The growth and nutrient assimilation was evaluated in CaCl2- and CaSO4-supplemented cowpea plants subjected to salt stress (75 mM NaCl). The salinity significantly reduced the cowpea vegetative growth. The addition of CaCl2 in the growth medium did not significantly affect plant growth, while for the CaSO4, the beneficial effects of Ca2+ were moderate. Salinity increased the Na+, K+, Cl-, N and P content in the plants, however it decreased the content of Ca2+ and Mg2+. Increases in Ca2+ concentration in the nutrient solution caused decreases in the Na+ and Mg2+ contents and increases in Ca2+, K+, P, and Cl- contents. The supplemental Ca2+ may alleviate the Na+ toxicity and may improve nutritional and ionic balance in cowpea, but it cannot overcome the osmotic effects associated with the increased total salt concentration.
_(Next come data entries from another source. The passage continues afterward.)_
//! Per-session editing state.
//!
//! # Responsibility
//! - Track one editing session: insert-vs-edit mode, the original
//!   body/category snapshot, and the currently selected category.
//! - Apply save/cancel/delete through the store's update/delete operations.
//!
//! # Invariants
//! - The store holds no session state; everything revertible lives here.
//! - Cancelling an insert session removes the blank note it created.
//! - The first save of an insert session derives a title from the body when
//!   the caller supplies none.

use crate::model::note::{Category, Note, NoteFields, NoteId};
use crate::store::note_store::{NoteStore, QueryRequest};
use crate::store::selector::Selector;
use crate::store::StoreError;
use std::error::Error;
use std::fmt::{Display, Formatter};

/// Longest derived title, in characters.
const DERIVED_TITLE_MAX_CHARS: usize = 30;

/// Session error for editing use-cases.
#[derive(Debug)]
pub enum EditSessionError {
    /// Target note does not exist (or no longer exists).
    NoteMissing(NoteId),
    /// Store-boundary failure.
    Store(StoreError),
}

impl Display for EditSessionError {
    fn fmt(&self, f: &mut Formatter<'_>) -> std::fmt::Result {
        match self {
            Self::NoteMissing(id) => write!(f, "note not found: {id}"),
            Self::Store(err) => write!(f, "{err}"),
        }
    }
}

impl Error for EditSessionError {
    fn source(&self) -> Option<&(dyn Error + 'static)> {
        match self {
            Self::NoteMissing(_) => None,
            Self::Store(err) => Some(err),
        }
    }
}

impl From<StoreError> for EditSessionError {
    fn from(value: StoreError) -> Self {
        Self::Store(value)
    }
}

/// Whether the session started from a blank note or an existing one.
#[derive(Debug, Clone, Copy, PartialEq, Eq)]
pub enum EditState {
    Insert,
    Edit,
}

/// Explicit state of one editing session.
///
/// Replaces the reference implementation's activity-global fields with a
/// value the caller owns and threads through store calls.
#[derive(Debug, Clone, PartialEq, Eq)]
pub struct EditSession {
    note_id: NoteId,
    state: EditState,
    original_body: String,
    original_category: Category,
    current_category: Category,
}

impl EditSession {
    /// Starts a session by inserting a blank note.
    ///
    /// The blank note carries the configured placeholders and category
    /// `None` until the first save.
    pub fn open_insert(store: &impl NoteStore) -> Result<Self, EditSessionError> {
        let fields = NoteFields {
            category: Some(Category::None),
            ..NoteFields::default()
        };
        let note_id = store.insert(&Selector::Collection, fields)?;

        Ok(Self {
            note_id,
            state: EditState::Insert,
            original_body: String::new(),
            original_category: Category::None,
            current_category: Category::None,
        })
    }

    /// Starts a session over an existing note, snapshotting its revertible
    /// fields.
    pub fn open_edit(store: &impl NoteStore, note_id: NoteId) -> Result<Self, EditSessionError> {
        let note = load_note(store, note_id)?;

        Ok(Self {
            note_id,
            state: EditState::Edit,
            original_body: note.body,
            original_category: note.category,
            current_category: note.category,
        })
    }

    pub fn note_id(&self) -> NoteId {
        self.note_id
    }

    pub fn state(&self) -> EditState {
        self.state
    }

    pub fn current_category(&self) -> Category {
        self.current_category
    }

    /// Records a category selection; persisted on the next save.
    pub fn select_category(&mut self, category: Category) {
        self.current_category = category;
    }

    /// Persists the body, selected category, and (optionally) a title.
    ///
    /// On the first save of an insert session with no caller title, the
    /// title is derived from the body. Afterwards the session behaves as an
    /// edit session and its snapshots track the saved state.
    pub fn save(
        &mut self,
        store: &impl NoteStore,
        body: &str,
        title: Option<&str>,
    ) -> Result<(), EditSessionError> {
        let mut fields = NoteFields {
            body: Some(body.to_string()),
            category: Some(self.current_category),
            ..NoteFields::default()
        };
        match self.state {
            EditState::Insert => {
                let title = title.map_or_else(|| derive_title(body), str::to_string);
                fields.title = Some(title);
            }
            EditState::Edit => {
                if let Some(title) = title {
                    fields.title = Some(title.to_string());
                }
            }
        }

        store.update(&Selector::Item(self.note_id), fields, None, &[])?;

        self.original_body = body.to_string();
        self.original_category = self.current_category;
        self.state = EditState::Edit;
        Ok(())
    }

    /// Abandons the session.
    ///
    /// Edit sessions restore the snapshotted body and category; insert
    /// sessions delete the blank note they created.
    pub fn cancel(self, store: &impl NoteStore) -> Result<(), EditSessionError> {
        match self.state {
            EditState::Edit => {
                let fields = NoteFields {
                    body: Some(self.original_body),
                    category: Some(self.original_category),
                    ..NoteFields::default()
                };
                store.update(&Selector::Item(self.note_id), fields, None, &[])?;
            }
            EditState::Insert => {
                store.delete(&Selector::Item(self.note_id), None, &[])?;
            }
        }
        Ok(())
    }

    /// Deletes the session's note and ends the session.
    pub fn delete(self, store: &impl NoteStore) -> Result<usize, EditSessionError> {
        Ok(store.delete(&Selector::Item(self.note_id), None, &[])?)
    }
}

/// Derives a list-row title from note body text.
///
/// Takes the first 30 characters; when the body is longer than that, the
/// cut is moved back to the last space so no word is split.
pub fn derive_title(body: &str) -> String {
    let total_chars = body.chars().count();
    let mut title: String = body.chars().take(DERIVED_TITLE_MAX_CHARS).collect();

    if total_chars > DERIVED_TITLE_MAX_CHARS {
        if let Some(last_space) = title.rfind(' ') {
            if last_space > 0 {
                title.truncate(last_space);
            }
        }
    }

    title
}

fn load_note(store: &impl NoteStore, note_id: NoteId) -> Result<Note, EditSessionError> {
    let result = store.query(&Selector::Item(note_id), &QueryRequest::all())?;
    let row = result
        .rows
        .first()
        .ok_or(EditSessionError::NoteMissing(note_id))?;
    Ok(row.to_note()?)
}
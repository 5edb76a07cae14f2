//! Store configuration and default-value provider.
//!
//! # Responsibility
//! - Supply the placeholder strings applied when an insert omits fields.
//! - Supply the default sort order and category display names.
//!
//! # Invariants
//! - `category_names` always holds one display name per defined category.
//! - Defaults are plain values; how a host loads them (config file, embedded
//!   resources) is outside the store.

use crate::model::note::Category;
use serde::Deserialize;

/// Default-value set consumed by the store.
///
/// Hosts may deserialize a partial document; absent fields keep the built-in
/// values.
#[derive(Debug, Clone, PartialEq, Eq, Deserialize)]
#[serde(default)]
pub struct StoreDefaults {
    /// Title written when an insert carries no title.
    pub title_placeholder: String,
    /// Body written when an insert carries no body.
    pub body_placeholder: String,
    /// ORDER BY clause applied when a query supplies none.
    pub sort_order: String,
    /// Display names for the four categories, in persisted-code order.
    pub category_names: [String; 4],
}

impl StoreDefaults {
    /// Display name for one category.
    pub fn category_name(&self, category: Category) -> &str {
        &self.category_names[category.code() as usize]
    }
}

impl Default for StoreDefaults {
    fn default() -> Self {
        Self {
            title_placeholder: "Untitled".to_string(),
            body_placeholder: String::new(),
            sort_order: "modified_at DESC".to_string(),
            category_names: [
                "None".to_string(),
                "Work".to_string(),
                "Personal".to_string(),
                "Study".to_string(),
            ],
        }
    }
}
//! Editing use-cases built on the store boundary.
//!
//! # Responsibility
//! - Hold per-editing-session state (snapshots, category selection) outside
//!   the store.
//! - Orchestrate store calls for save/cancel/delete flows.

pub mod edit_session;
//! Connection bootstrap utilities for SQLite.
//!
//! # Responsibility
//! - Open file or in-memory SQLite connections.
//! - Configure connection pragmas required by store behavior.
//! - Trigger schema migrations before returning a usable connection.
//!
//! # Invariants
//! - Returned connections have `foreign_keys=ON` and a busy timeout set.
//! - Returned connections have migrations fully applied.

use super::migrations::apply_migrations;
use super::DbResult;
use log::{error, info};
use rusqlite::Connection;
use std::path::Path;
use std::time::{Duration, Instant};

const BUSY_TIMEOUT: Duration = Duration::from_secs(5);

/// Opens a SQLite database file and applies all pending migrations.
///
/// # Side effects
/// - Emits `db_open` logging events with duration and status.
pub fn open_db(path: impl AsRef<Path>) -> DbResult<Connection> {
    open_with("file", || Connection::open(path.as_ref()))
}

/// Opens an in-memory SQLite database and applies all pending migrations.
///
/// # Side effects
/// - Emits `db_open` logging events with duration and status.
pub fn open_db_in_memory() -> DbResult<Connection> {
    open_with("memory", Connection::open_in_memory)
}

fn open_with(
    mode: &str,
    open: impl FnOnce() -> rusqlite::Result<Connection>,
) -> DbResult<Connection> {
    let started_at = Instant::now();
    info!("event=db_open module=db status=start mode={mode}");

    let mut conn = match open() {
        Ok(conn) => conn,
        Err(err) => {
            error!(
                "event=db_open module=db status=error mode={mode} duration_ms={} error_code=db_open_failed error={}",
                started_at.elapsed().as_millis(),
                err
            );
            return Err(err.into());
        }
    };

    match bootstrap_connection(&mut conn) {
        Ok(()) => {
            info!(
                "event=db_open module=db status=ok mode={mode} duration_ms={}",
                started_at.elapsed().as_millis()
            );
            Ok(conn)
        }
        Err(err) => {
            error!(
                "event=db_open module=db status=error mode={mode} duration_ms={} error_code=db_bootstrap_failed error={}",
                started_at.elapsed().as_millis(),
                err
            );
            Err(err)
        }
    }
}

fn bootstrap_connection(conn: &mut Connection) -> DbResult<()> {
    conn.execute_batch("PRAGMA foreign_keys = ON;")?;
    conn.busy_timeout(BUSY_TIMEOUT)?;
    apply_migrations(conn)?;
    Ok(())
}
//! Note domain model.
//!
//! # Responsibility
//! - Define the `Note` record stored in the `notes` table.
//! - Define `Category` coding to and from its persisted integer form.
//! - Define `NoteFields`, the partial field set accepted by insert/update.
//!
//! # Invariants
//! - `id` is unique and never reused (AUTOINCREMENT rowid).
//! - `created_at` is set once at creation and never changes.
//! - `modified_at >= created_at` for every persisted note.

use serde::{Deserialize, Serialize};

/// Stable identifier assigned by the store on insert.
///
/// Kept as a type alias to make semantic intent explicit in signatures.
pub type NoteId = i64;

/// Fixed four-valued classification of a note.
///
/// Persisted as its integer code; the type itself guarantees callers can
/// only hand the store one of the defined values.
#[derive(Debug, Clone, Copy, PartialEq, Eq, Serialize, Deserialize)]
#[serde(rename_all = "snake_case")]
pub enum Category {
    /// Unclassified (the insert default).
    None,
    Work,
    Personal,
    Study,
}

impl Category {
    /// All categories in persisted-code order.
    pub const ALL: [Category; 4] = [
        Category::None,
        Category::Work,
        Category::Personal,
        Category::Study,
    ];

    /// Integer code stored in the `category` column.
    pub fn code(self) -> i64 {
        match self {
            Category::None => 0,
            Category::Work => 1,
            Category::Personal => 2,
            Category::Study => 3,
        }
    }

    /// Decodes a persisted integer code.
    ///
    /// Returns `None` for values outside the defined range; readers treat
    /// that as corrupt persisted data rather than masking it.
    pub fn from_code(code: i64) -> Option<Self> {
        match code {
            0 => Some(Category::None),
            1 => Some(Category::Work),
            2 => Some(Category::Personal),
            3 => Some(Category::Study),
            _ => None,
        }
    }
}

impl Default for Category {
    fn default() -> Self {
        Category::None
    }
}

/// Fully materialized note row.
#[derive(Debug, Clone, PartialEq, Eq, Serialize, Deserialize)]
pub struct Note {
    /// Store-assigned stable id.
    pub id: NoteId,
    pub title: String,
    pub body: String,
    /// Creation instant in epoch milliseconds. Immutable after insert.
    pub created_at: i64,
    /// Last-mutation instant in epoch milliseconds.
    pub modified_at: i64,
    pub category: Category,
}

/// Partial field set for insert/update calls.
///
/// Unset fields keep their prior value on update and fall back to the
/// documented defaults on insert.
#[derive(Debug, Clone, Default, PartialEq, Eq)]
pub struct NoteFields {
    pub title: Option<String>,
    pub body: Option<String>,
    /// Honored by insert only; update ignores it to keep creation time
    /// immutable.
    pub created_at: Option<i64>,
    /// When absent, the store stamps the current time on insert and update.
    pub modified_at: Option<i64>,
    pub category: Option<Category>,
}

impl NoteFields {
    /// Fields carrying only a title.
    pub fn with_title(title: impl Into<String>) -> Self {
        Self {
            title: Some(title.into()),
            ..Self::default()
        }
    }

    /// Fields carrying only a body.
    pub fn with_body(body: impl Into<String>) -> Self {
        Self {
            body: Some(body.into()),
            ..Self::default()
        }
    }
}

/// Current wall-clock time in epoch milliseconds.
///
/// Saturates at zero for clocks set before the epoch instead of panicking.
pub fn now_epoch_ms() -> i64 {
    use std::time::{SystemTime, UNIX_EPOCH};

    SystemTime::now()
        .duration_since(UNIX_EPOCH)
        .map(|elapsed| elapsed.as_millis() as i64)
        .unwrap_or(0)
}
//! SQLite migration registry and executor.
//!
//! # Responsibility
//! - Register schema migrations in strictly increasing order.
//! - Apply pending migrations atomically.
//!
//! # Invariants
//! - `version` values must remain monotonic.
//! - Applied migration version is mirrored to `PRAGMA user_version`.
//! - Version 2 reproduces the historical one-time upgrade that added the
//!   `category` column to existing databases.

use crate::db::{DbError, DbResult};
use log::warn;
use rusqlite::Connection;

#[derive(Debug, Clone, Copy)]
struct Migration {
    version: u32,
    sql: &'static str,
}

const MIGRATIONS: &[Migration] = &[
    Migration {
        version: 1,
        sql: include_str!("0001_init.sql"),
    },
    Migration {
        version: 2,
        sql: include_str!("0002_category.sql"),
    },
];

/// Returns the latest migration version known by this binary.
pub fn latest_version() -> u32 {
    MIGRATIONS.last().map_or(0, |migration| migration.version)
}

/// Applies all pending migrations on the provided connection.
///
/// Existing data is preserved; upgrades only add schema.
pub fn apply_migrations(conn: &mut Connection) -> DbResult<()> {
    let current_version = current_user_version(conn)?;
    let latest = latest_version();

    if current_version > latest {
        return Err(DbError::UnsupportedSchemaVersion {
            db_version: current_version,
            latest_supported: latest,
        });
    }

    if current_version == latest {
        return Ok(());
    }

    if current_version > 0 {
        warn!(
            "event=db_migrate module=db status=start from_version={current_version} to_version={latest}"
        );
    }

    let tx = conn.transaction()?;
    for migration in MIGRATIONS {
        if migration.version <= current_version {
            continue;
        }

        tx.execute_batch(migration.sql)?;
        tx.execute_batch(&format!("PRAGMA user_version = {};", migration.version))?;
    }
    tx.commit()?;

    Ok(())
}

fn current_user_version(conn: &Connection) -> DbResult<u32> {
    let version = conn.query_row("PRAGMA user_version;", [], |row| row.get::<_, u32>(0))?;
    Ok(version)
}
calcium; mineral nutrition; salinity; Vigna unguiculata


RESEARCH ARTICLE

Supplemental Ca2+ does not improve growth but it affects nutrient uptake in NaCl-stressed cowpea plants

Francisco Valderez Augusto GuimarãesI; Claudivan Feitosa de LacerdaII; Elton Camelo MarquesIII, Carlos Eduardo Braga de AbreuIII; Boanerges Freire de AquinoIV; José Tarquinio PriscoIII, Enéas Gomes-FilhoIII, * * Corresponding author: egomesf@ufc.br

IFundação Cearense de Meteorologia e Recursos Hídricos, Fortaleza, CE, Brasil

IIDepartamento de Engenharia Agrícola, Instituto Nacional de Ciência e Tecnologia em Salinidade (INCTSal/CNPq), Universidade Federal do Ceará, Fortaleza, CE, Brasil

IIIDepartamento de Bioquímica e Biologia Molecular, Instituto Nacional de Ciência e Tecnologia em Salinidade (INCTSal/CNPq), Universidade Federal do Ceará, Fortaleza, CE, Brasil

IVDepartamento de Ciências do Solo, Universidade Federal do Ceará, Fortaleza, CE, Brasil

ABSTRACT

The growth and nutrient assimilation was evaluated in CaCl2- and CaSO4-supplemented cowpea plants subjected to salt stress (75 mM NaCl). The salinity significantly reduced the cowpea vegetative growth. The addition of CaCl2 in the growth medium did not significantly affect plant growth, while for the CaSO4, the beneficial effects of Ca2+ were moderate. Salinity increased the Na+, K+, Cl-, N and P content in the plants, however it decreased the content of Ca2+ and Mg2+. Increases in Ca2+ concentration in the nutrient solution caused decreases in the Na+ and Mg2+ contents and increases in Ca2+, K+, P, and Cl- contents. The supplemental Ca2+ may alleviate the Na+ toxicity and may improve nutritional and ionic balance in cowpea, but it cannot overcome the osmotic effects associated with the increased total salt concentration.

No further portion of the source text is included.